"For centuries, theologians have defined, parsed, and categorized grace. Some say there are different kinds of grace. Depending on which flavor of theologian you look to there are two kinds of grace, or maybe three, or seven or nine.

"There's common grace and special grace. Divine, irresistible, and prevenient grace. Convicting grace, saving grace, growing grace; protecting, keeping, and dying grace.

"Some theologians argue that one kind of grace is better than another, and that some people think they're experiencing 'divine' grace when it's actually just 'common.'

"To me, that's like bickering about what color God's eyes are. (They're hazel, in case you were wondering.)

"Such arguments remind me of a scene from Woody Allen's movie Manhattan, where a group of people is talking about sex at a cocktail party and one woman says that her doctor told her she had been having the wrong kind of orgasm. Woody Allen's character responds by saying, 'Did you have the wrong kind? Really? I've never had the wrong kind. Never, ever. My worst one was right on the money.'

"Grace works the same way. It is what it is and it's always right on the money. You can call it what you like, categorize it, vivisect it, qualify, quantify, or dismiss it, and none of it will make grace anything other than precisely what grace is: audacious, unwarranted, and unlimited.

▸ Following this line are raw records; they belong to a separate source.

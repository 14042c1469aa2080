//! Prompt - 描述期望音频内容的文本

use thiserror::Error;

#[derive(Debug, Error, PartialEq, Eq)]
pub enum PromptError {
    #[error("prompt cannot be empty")]
    Empty,
}

/// 不可变的提示文本
#[derive(Debug, Clone, PartialEq, Eq)]
pub struct Prompt(String);

impl Prompt {
    pub fn new(text: impl Into<String>) -> Result<Self, PromptError> {
        let text = text.into();
        if text.trim().is_empty() {
            return Err(PromptError::Empty);
        }
        Ok(Self(text))
    }

    pub fn as_str(&self) -> &str {
        &self.0
    }

    pub fn len(&self) -> usize {
        self.0.len()
    }

    pub fn is_empty(&self) -> bool {
        self.0.is_empty()
    }
}

impl std::fmt::Display for Prompt {
    fn fmt(&self, f: &mut std::fmt::Formatter<'_>) -> std::fmt::Result {
        write!(f, "{}", self.0)
    }
}
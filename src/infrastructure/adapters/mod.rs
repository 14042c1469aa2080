//! Infrastructure Adapters
//!
//! 六边形架构的适配器实现

pub mod inference;
pub mod media;
pub mod storage;

pub use inference::*;
pub use media::*;
pub use storage::*;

"This is a book primarily for people who say they've never experienced grace, that it doesn't exist, or at least they don't believe it does. It's also for those peculiar folks who relish trying to figure out whether the grace they're experiencing is common or divine. (The answer is, Yes.)

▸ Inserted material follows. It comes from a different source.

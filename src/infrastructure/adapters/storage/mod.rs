//! Storage Adapter - 文件系统存储实现

mod file_storage;

pub use file_storage::FileArtifactStorage;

"Turning that particular theological lens on my own life, I have attempted herein to describe grace as I have experienced it — in relationship with others, in nature, in my own backyard, and in its most feral state — startling, staggering, and wholly bewildering. In that vein, I embarked on a series of new adventures to see how grace would turn up in travels, in experiences with new people and exotic creatures, in strange lands, and in ways I could not have anticipated had I tried.

"This book is meant to point out grace when and where it happens — and I'm an excellent pointer — to show folks what it looks like, tastes like, sounds like. Because everyone experiences grace, even if they don't realize it."